- Opening Delimiter -

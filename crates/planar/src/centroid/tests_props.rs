//! Property tests for the centroid core on random star-shaped rings and the
//! polygons, polylines and collections built from them.
//!
//! Tolerances are relative to the ring radius (O(1)) and deliberately loose
//! where inputs are perturbed by translation rounding.

use super::*;
use crate::geom::rand::{draw_polygon_with_hole, draw_ring, ReplayToken, RingCfg, VertexCount};
use crate::geom::{Aff2, Bounded};
use nalgebra::vector;
use proptest::prelude::*;

fn ring_cfg(n: usize) -> RingCfg {
    RingCfg {
        vertex_count: VertexCount::Fixed(n),
        ..RingCfg::default()
    }
}

fn tok(seed: u64) -> ReplayToken {
    ReplayToken { seed, index: 0 }
}

/// One instance of every aggregating shape, all drawn from `seed`.
fn drawn_shapes(seed: u64, n: usize) -> Vec<Geometry> {
    let cfg = ring_cfg(n);
    let t = tok(seed);
    let ring = draw_ring(cfg, t);
    let holey = draw_polygon_with_hole(cfg, t).expect("n >= 8 leaves room for a hole");
    let far = RingCfg { center: vector![3.0, -2.0], ..cfg };
    let other = draw_polygon_with_hole(far, t.advance(2)).expect("n >= 8 leaves room for a hole");
    let path = LineString(ring.0[..n / 2 + 1].to_vec());
    let bend = LineString(draw_ring(cfg, t.advance(1)).0);
    vec![
        holey.clone().into(),
        MultiPolygon(vec![holey.clone(), other]).into(),
        path.clone().into(),
        MultiLineString(vec![path.clone(), bend]).into(),
        Collection(vec![
            Geometry::Point(vector![7.0, 7.0]),
            path.into(),
            ring.into(),
            holey.into(),
        ])
        .into(),
    ]
}

proptest! {
    #![proptest_config(ProptestConfig::with_cases(64))]

    #[test]
    fn translation_moves_centroid_keeps_area(
        seed in any::<u64>(),
        n in 3usize..40,
        dx in -1e6f64..1e6,
        dy in -1e6f64..1e6,
    ) {
        let g: Geometry = draw_ring(ring_cfg(n), tok(seed)).into();
        let (c0, a0) = centroid_area(&g);
        let (c1, a1) = centroid_area(&g.transformed(&Aff2::translation(vector![dx, dy])));
        prop_assert!((c1 - (c0 + vector![dx, dy])).norm() < 1e-6);
        prop_assert!((a1 - a0).abs() < 1e-6);
    }

    #[test]
    fn scaling_law(seed in any::<u64>(), n in 3usize..40, s in 0.1f64..100.0) {
        let g: Geometry = draw_ring(ring_cfg(n), tok(seed)).into();
        let (c0, a0) = centroid_area(&g);
        let (c1, a1) = centroid_area(&g.transformed(&Aff2::scaling(s)));
        prop_assert!((a1 - s * s * a0).abs() <= 1e-9 * s * s * a0.abs().max(1.0));
        prop_assert!((c1 - c0 * s).norm() <= 1e-9 * s);
    }

    #[test]
    fn translation_law_for_every_shape(
        seed in any::<u64>(),
        n in 8usize..32,
        dx in -1e8f64..1e8,
        dy in -1e8f64..1e8,
    ) {
        let d = vector![dx, dy];
        for g in drawn_shapes(seed, n) {
            let (c0, a0) = centroid_area(&g);
            let (c1, a1) = centroid_area(&g.transformed(&Aff2::translation(d)));
            prop_assert!((c1 - (c0 + d)).norm() < 1e-5, "{}: {:?} vs {:?}", g.kind(), c1, c0 + d);
            prop_assert!((a1 - a0).abs() < 1e-5, "{}: {} vs {}", g.kind(), a1, a0);
        }
    }

    #[test]
    fn scaling_law_for_holey_polygons(seed in any::<u64>(), n in 8usize..32, s in 0.1f64..100.0) {
        for g in drawn_shapes(seed, n).into_iter().take(2) {
            let (c0, a0) = centroid_area(&g);
            let (c1, a1) = centroid_area(&g.transformed(&Aff2::scaling(s)));
            prop_assert!(a0 > 0.0);
            prop_assert!((a1 - s * s * a0).abs() <= 1e-9 * s * s * a0);
            prop_assert!((c1 - c0 * s).norm() <= 1e-9 * s * c0.norm().max(1.0));
        }
    }

    #[test]
    fn reversal_flips_sign_only(seed in any::<u64>(), n in 3usize..40) {
        let r = draw_ring(ring_cfg(n), tok(seed));
        let (c0, a0) = r.centroid_area();
        let (c1, a1) = r.reversed().centroid_area();
        prop_assert!(a0 > 0.0);
        prop_assert!((a1 + a0).abs() < 1e-12);
        prop_assert!((c1 - c0).norm() < 1e-12);
    }

    #[test]
    fn closing_vertex_is_irrelevant(seed in any::<u64>(), n in 3usize..40) {
        let closed = draw_ring(ring_cfg(n), tok(seed));
        let mut open = closed.clone();
        open.0.pop();
        prop_assert_eq!(closed.centroid_area(), open.centroid_area());
    }

    #[test]
    fn holey_polygon_centroid_within_bounds(
        seed in any::<u64>(),
        n in 8usize..40,
        cx in -1e7f64..1e7,
        cy in -1e7f64..1e7,
    ) {
        let cfg = RingCfg { center: vector![cx, cy], ..ring_cfg(n) };
        let p = draw_polygon_with_hole(cfg, tok(seed)).expect("n >= 8 leaves room for a hole");
        let (c, a) = p.centroid_area();
        prop_assert!(a > 0.0);
        prop_assert!(p.bound().unwrap().contains(c));
        let (_, outer_a) = p.0[0].centroid_area();
        prop_assert!(a < outer_a);
    }

    #[test]
    fn stray_points_do_not_dilute_area(
        seed in any::<u64>(),
        n in 3usize..40,
        xs in prop::collection::vec((-1e3f64..1e3, -1e3f64..1e3), 0..8),
    ) {
        let r = draw_ring(ring_cfg(n), tok(seed));
        let (c0, a0) = r.centroid_area();
        let mut members: Vec<Geometry> = xs.iter().map(|&(x, y)| Geometry::Point(vector![x, y])).collect();
        members.push(r.into());
        let (c1, a1) = centroid_area(&Collection(members).into());
        prop_assert_eq!(c1, c0);
        prop_assert_eq!(a1, a0);
    }

    #[test]
    fn accumulator_merge_is_associative(
        items in prop::collection::vec(((-1e3f64..1e3, -1e3f64..1e3), 0.1f64..10.0), 1..20),
        split in 0usize..20,
    ) {
        let split = split.min(items.len());
        let mut all = Weighted::new();
        let mut left = Weighted::new();
        let mut right = Weighted::new();
        for (i, &((x, y), w)) in items.iter().enumerate() {
            all.add(vector![x, y], w);
            if i < split {
                left.add(vector![x, y], w);
            } else {
                right.add(vector![x, y], w);
            }
        }
        left.merge(&right);
        let (a, b) = (left.centroid().unwrap(), all.centroid().unwrap());
        prop_assert!((a - b).norm() < 1e-9);
        prop_assert!((left.weight() - all.weight()).abs() < 1e-9);
    }
}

- Closing Delimiter -

## Task to carry out:
Take the entries above and set them all down again exactly as they read.

## Exercise response:
filename crates/planar/src/centroid/tests_props.rs
//! Property tests for the centroid core on random star-shaped rings and the
//! polygons, polylines and collections built from them.
//!
//! Tolerances are relative to the ring radius (O(1)) and deliberately loose
//! where inputs are perturbed by translation rounding.

use super::*;
use crate::geom::rand::{draw_polygon_with_hole, draw_ring, ReplayToken, RingCfg, VertexCount};
use crate::geom::{Aff2, Bounded};
use nalgebra::vector;
use proptest::prelude::*;

fn ring_cfg(n: usize) -> RingCfg {
    RingCfg {
        vertex_count: VertexCount::Fixed(n),
        ..RingCfg::default()
    }
}

fn tok(seed: u64) -> ReplayToken {
    ReplayToken { seed, index: 0 }
}

/// One instance of every aggregating shape, all drawn from `seed`.
fn drawn_shapes(seed: u64, n: usize) -> Vec<Geometry> {
    let cfg = ring_cfg(n);
    let t = tok(seed);
    let ring = draw_ring(cfg, t);
    let holey = draw_polygon_with_hole(cfg, t).expect("n >= 8 leaves room for a hole");
    let far = RingCfg { center: vector![3.0, -2.0], ..cfg };
    let other = draw_polygon_with_hole(far, t.advance(2)).expect("n >= 8 leaves room for a hole");
    let path = LineString(ring.0[..n / 2 + 1].to_vec());
    let bend = LineString(draw_ring(cfg, t.advance(1)).0);
    vec![
        holey.clone().into(),
        MultiPolygon(vec![holey.clone(), other]).into(),
        path.clone().into(),
        MultiLineString(vec![path.clone(), bend]).into(),
        Collection(vec![
            Geometry::Point(vector![7.0, 7.0]),
            path.into(),
            ring.into(),
            holey.into(),
        ])
        .into(),
    ]
}

proptest! {
    #![proptest_config(ProptestConfig::with_cases(64))]

    #[test]
    fn translation_moves_centroid_keeps_area(
        seed in any::<u64>(),
        n in 3usize..40,
        dx in -1e6f64..1e6,
        dy in -1e6f64..1e6,
    ) {
        let g: Geometry = draw_ring(ring_cfg(n), tok(seed)).into();
        let (c0, a0) = centroid_area(&g);
        let (c1, a1) = centroid_area(&g.transformed(&Aff2::translation(vector![dx, dy])));
        prop_assert!((c1 - (c0 + vector![dx, dy])).norm() < 1e-6);
        prop_assert!((a1 - a0).abs() < 1e-6);
    }

    #[test]
    fn scaling_law(seed in any::<u64>(), n in 3usize..40, s in 0.1f64..100.0) {
        let g: Geometry = draw_ring(ring_cfg(n), tok(seed)).into();
        let (c0, a0) = centroid_area(&g);
        let (c1, a1) = centroid_area(&g.transformed(&Aff2::scaling(s)));
        prop_assert!((a1 - s * s * a0).abs() <= 1e-9 * s * s * a0.abs().max(1.0));
        prop_assert!((c1 - c0 * s).norm() <= 1e-9 * s);
    }

    #[test]
    fn translation_law_for_every_shape(
        seed in any::<u64>(),
        n in 8usize..32,
        dx in -1e8f64..1e8,
        dy in -1e8f64..1e8,
    ) {
        let d = vector![dx, dy];
        for g in drawn_shapes(seed, n) {
            let (c0, a0) = centroid_area(&g);
            let (c1, a1) = centroid_area(&g.transformed(&Aff2::translation(d)));
            prop_assert!((c1 - (c0 + d)).norm() < 1e-5, "{}: {:?} vs {:?}", g.kind(), c1, c0 + d);
            prop_assert!((a1 - a0).abs() < 1e-5, "{}: {} vs {}", g.kind(), a1, a0);
        }
    }

    #[test]
    fn scaling_law_for_holey_polygons(seed in any::<u64>(), n in 8usize..32, s in 0.1f64..100.0) {
        for g in drawn_shapes(seed, n).into_iter().take(2) {
            let (c0, a0) = centroid_area(&g);
            let (c1, a1) = centroid_area(&g.transformed(&Aff2::scaling(s)));
            prop_assert!(a0 > 0.0);
            prop_assert!((a1 - s * s * a0).abs() <= 1e-9 * s * s * a0);
            prop_assert!((c1 - c0 * s).norm() <= 1e-9 * s * c0.norm().max(1.0));
        }
    }

    #[test]
    fn reversal_flips_sign_only(seed in any::<u64>(), n in 3usize..40) {
        let r = draw_ring(ring_cfg(n), tok(seed));
        let (c0, a0) = r.centroid_area();
        let (c1, a1) = r.reversed().centroid_area();
        prop_assert!(a0 > 0.0);
        prop_assert!((a1 + a0).abs() < 1e-12);
        prop_assert!((c1 - c0).norm() < 1e-12);
    }

    #[test]
    fn closing_vertex_is_irrelevant(seed in any::<u64>(), n in 3usize..40) {
        let closed = draw_ring(ring_cfg(n), tok(seed));
        let mut open = closed.clone();
        open.0.pop();
        prop_assert_eq!(closed.centroid_area(), open.centroid_area());
    }

    #[test]
    fn holey_polygon_centroid_within_bounds(
        seed in any::<u64>(),
        n in 8usize..40,
        cx in -1e7f64..1e7,
        cy in -1e7f64..1e7,
    ) {
        let cfg = RingCfg { center: vector![cx, cy], ..ring_cfg(n) };
        let p = draw_polygon_with_hole(cfg, tok(seed)).expect("n >= 8 leaves room for a hole");
        let (c, a) = p.centroid_area();
        prop_assert!(a > 0.0);
        prop_assert!(p.bound().unwrap().contains(c));
        let (_, outer_a) = p.0[0].centroid_area();
        prop_assert!(a < outer_a);
    }

    #[test]
    fn stray_points_do_not_dilute_area(
        seed in any::<u64>(),
        n in 3usize..40,
        xs in prop::collection::vec((-1e3f64..1e3, -1e3f64..1e3), 0..8),
    ) {
        let r = draw_ring(ring_cfg(n), tok(seed));
        let (c0, a0) = r.centroid_area();
        let mut members: Vec<Geometry> = xs.iter().map(|&(x, y)| Geometry::Point(vector![x, y])).collect();
        members.push(r.into());
        let (c1, a1) = centroid_area(&Collection(members).into());
        prop_assert_eq!(c1, c0);
        prop_assert_eq!(a1, a0);
    }

    #[test]
    fn accumulator_merge_is_associative(
        items in prop::collection::vec(((-1e3f64..1e3, -1e3f64..1e3), 0.1f64..10.0), 1..20),
        split in 0usize..20,
    ) {
        let split = split.min(items.len());
        let mut all = Weighted::new();
        let mut left = Weighted::new();
        let mut right = Weighted::new();
        for (i, &((x, y), w)) in items.iter().enumerate() {
            all.add(vector![x, y], w);
            if i < split {
                left.add(vector![x, y], w);
            } else {
                right.add(vector![x, y], w);
            }
        }
        left.merge(&right);
        let (a, b) = (left.centroid().unwrap(), all.centroid().unwrap());
        prop_assert!((a - b).norm() < 1e-9);
        prop_assert!((left.weight() - all.weight()).abs() < 1e-9);
    }
}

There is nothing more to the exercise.